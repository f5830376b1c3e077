//! Gateway server.

use std::net::SocketAddr;
use std::sync::Arc;
use std::time::Duration;

use axum::{
    Json, Router,
    body::Bytes,
    extract::{FromRef, State, rejection::JsonRejection},
    http::{
        HeaderMap, HeaderValue, Method, StatusCode,
        header::{AUTHORIZATION, CONTENT_TYPE},
    },
    response::IntoResponse,
    routing::{get, post},
};
use chrono::{DateTime, Utc};
use serde::{Deserialize, Serialize};
use tower::ServiceBuilder;
use tower_http::{
    cors::{AllowOrigin, CorsLayer},
    trace::TraceLayer,
};
use vigil_auth::{
    AccessToken, AuthService, PasswordHasher, PublicAccount, SigningConfigCache,
    SledAccountStore, SledSecretStore, TokenPair, TokenService, validation::normalize_email,
};

use crate::GatewayError;
use crate::config::GatewayConfig;
use crate::error::ApiError;
use crate::middleware::{GatewayRateLimiter, RequireAuth, bearer_token};

/// State shared across handlers.
#[derive(Clone)]
pub struct GatewayState {
    /// Auth orchestrator.
    pub auth: Arc<AuthService>,
    /// Login attempts per normalized email.
    pub login_limiter: Arc<GatewayRateLimiter>,
}

impl FromRef<GatewayState> for Arc<AuthService> {
    fn from_ref(state: &GatewayState) -> Self {
        Arc::clone(&state.auth)
    }
}

impl std::fmt::Debug for GatewayState {
    fn fmt(&self, f: &mut std::fmt::Formatter<'_>) -> std::fmt::Result {
        f.debug_struct("GatewayState")
            .field("auth", &self.auth)
            .finish_non_exhaustive()
    }
}

/// Gateway server.
#[derive(Debug)]
pub struct Gateway {
    config: GatewayConfig,
    state: GatewayState,
}

impl Gateway {
    /// Open the auth database under the configured data directory and
    /// assemble the auth core on top of it.
    ///
    /// # Errors
    ///
    /// Returns error if the config is invalid or the database cannot be
    /// opened.
    pub fn new(config: GatewayConfig) -> Result<Self, GatewayError> {
        config.validate()?;

        std::fs::create_dir_all(&config.data_dir)?;

        let db_path = config.data_dir.join("auth");
        let db = sled::open(&db_path).map_err(|e| {
            GatewayError::Server(format!("Failed to open {}: {e}", db_path.display()))
        })?;

        let accounts = Arc::new(SledAccountStore::with_db(&db)?);
        let secrets = Arc::new(SledSecretStore::with_db(&db)?);
        let tokens = TokenService::new(Arc::new(SigningConfigCache::new(secrets)));
        let hasher = PasswordHasher::new(config.argon2)?;

        let auth = AuthService::new(accounts, tokens, hasher, config.password_policy.clone());
        let state = GatewayState {
            auth: Arc::new(auth),
            login_limiter: Arc::new(GatewayRateLimiter::new(config.login_attempts_per_minute)),
        };

        Ok(Self { config, state })
    }

    /// Shared handler state.
    #[must_use]
    pub const fn state(&self) -> &GatewayState {
        &self.state
    }

    /// Run the gateway server until Ctrl-C.
    ///
    /// # Errors
    ///
    /// Returns error if the address is invalid or the listener fails.
    pub async fn run(self) -> Result<(), GatewayError> {
        // Serve anyway: check-users and bootstrap do not need the signing
        // config, and login keeps failing loudly until it is fixed.
        if let Err(e) = self.state.auth.tokens().config().current().await {
            tracing::error!(error = %e, "Signing configuration incomplete; login and refresh will fail");
        }

        match self.state.auth.check_has_user().await {
            Ok(false) => tracing::info!("No accounts yet; the first one can be created via POST /v1/auth/user"),
            Ok(true) => {}
            Err(e) => tracing::warn!(error = %e, "Could not read account store"),
        }

        let pruner = spawn_limiter_pruner(Arc::clone(&self.state.login_limiter));
        let app = router(self.state, &self.config.cors_origins);

        let addr: SocketAddr = self
            .config
            .listen_address()
            .parse()
            .map_err(|e| GatewayError::Server(format!("Invalid address: {e}")))?;

        let listener = tokio::net::TcpListener::bind(addr).await?;
        tracing::info!("Gateway listening on http://{}", addr);

        axum::serve(listener, app)
            .with_graceful_shutdown(async {
                let _ = tokio::signal::ctrl_c().await;
                tracing::info!("Gracefully shutting down");
            })
            .await?;

        pruner.abort();
        Ok(())
    }
}

/// How often stale login limiter keys are dropped.
const LIMITER_PRUNE_INTERVAL: Duration = Duration::from_secs(60);

fn spawn_limiter_pruner(limiter: Arc<GatewayRateLimiter>) -> tokio::task::JoinHandle<()> {
    tokio::spawn(async move {
        let mut interval = tokio::time::interval(LIMITER_PRUNE_INTERVAL);
        interval.set_missed_tick_behavior(tokio::time::MissedTickBehavior::Delay);
        loop {
            interval.tick().await;
            let before = limiter.len();
            limiter.retain_recent();
            tracing::debug!(before, after = limiter.len(), "Pruned login limiter keys");
        }
    })
}

/// Build the HTTP router.
///
/// CORS is only enabled for the listed origins; an empty list adds no CORS
/// layer at all.
pub fn router(state: GatewayState, cors_origins: &[String]) -> Router {
    let app = Router::new()
        .route("/health", get(health_handler))
        .route("/v1/auth/check-users", get(check_users_handler))
        .route("/v1/auth/user", post(create_first_user_handler))
        .route("/v1/auth", post(login_handler))
        .route("/v1/auth/session", get(session_handler))
        .route("/v1/refresh", post(refresh_handler))
        .with_state(state)
        .layer(ServiceBuilder::new().layer(TraceLayer::new_for_http()));

    let origins: Vec<HeaderValue> = cors_origins
        .iter()
        .filter_map(|origin| HeaderValue::from_str(origin).ok())
        .collect();
    if origins.is_empty() {
        return app;
    }

    app.layer(
        CorsLayer::new()
            .allow_headers([CONTENT_TYPE, AUTHORIZATION])
            .allow_methods([Method::GET, Method::POST])
            .allow_origin(AllowOrigin::list(origins)),
    )
}

#[derive(Debug, Deserialize)]
struct CredentialsRequest {
    email: String,
    password: String,
}

#[derive(Debug, Default, Deserialize)]
#[serde(rename_all = "camelCase")]
struct RefreshRequest {
    #[serde(default)]
    refresh_token: Option<String>,
}

#[derive(Debug, Serialize)]
#[serde(rename_all = "camelCase")]
struct HasUserResponse {
    has_user: bool,
}

#[derive(Debug, Serialize)]
#[serde(rename_all = "camelCase")]
struct SessionResponse {
    account_id: String,
    expires_at: Option<DateTime<Utc>>,
}

fn bad_request(rejection: &JsonRejection) -> ApiError {
    ApiError::BadRequest(rejection.body_text())
}

async fn health_handler() -> &'static str {
    "OK"
}

async fn check_users_handler(
    State(auth): State<Arc<AuthService>>,
) -> Result<Json<HasUserResponse>, ApiError> {
    let has_user = auth.check_has_user().await?;
    Ok(Json(HasUserResponse { has_user }))
}

async fn create_first_user_handler(
    State(auth): State<Arc<AuthService>>,
    body: Result<Json<CredentialsRequest>, JsonRejection>,
) -> Result<impl IntoResponse, ApiError> {
    let Json(request) = body.map_err(|e| bad_request(&e))?;
    let account: PublicAccount = auth
        .create_first_user(&request.email, &request.password)
        .await?;
    Ok((StatusCode::CREATED, Json(account)))
}

async fn login_handler(
    State(state): State<GatewayState>,
    body: Result<Json<CredentialsRequest>, JsonRejection>,
) -> Result<Json<TokenPair>, ApiError> {
    let Json(request) = body.map_err(|e| bad_request(&e))?;

    let key = normalize_email(&request.email);
    if !state.login_limiter.check(&key) {
        tracing::warn!(email = %key, "Login rate limit exceeded");
        return Err(ApiError::RateLimited);
    }

    let pair = state.auth.login(&request.email, &request.password).await?;
    Ok(Json(pair))
}

/// Token from the JSON body wins over the `Authorization` header.
async fn refresh_handler(
    State(auth): State<Arc<AuthService>>,
    headers: HeaderMap,
    body: Bytes,
) -> Result<Json<AccessToken>, ApiError> {
    let request: RefreshRequest = serde_json::from_slice(&body).unwrap_or_default();
    let token = request
        .refresh_token
        .as_deref()
        .filter(|t| !t.is_empty())
        .or_else(|| bearer_token(&headers))
        .ok_or(ApiError::MissingToken)?;

    let access = auth.refresh(token).await?;
    Ok(Json(access))
}

async fn session_handler(auth: RequireAuth) -> Json<SessionResponse> {
    Json(SessionResponse {
        account_id: auth.account_id().to_string(),
        expires_at: DateTime::from_timestamp(auth.claims.exp, 0),
    })
}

◆ Exercise directions
Copy out each line of the records that holds the string "const".

◆ Result of the exercise
    pub const fn state(&self) -> &GatewayState {
const LIMITER_PRUNE_INTERVAL: Duration = Duration::from_secs(60);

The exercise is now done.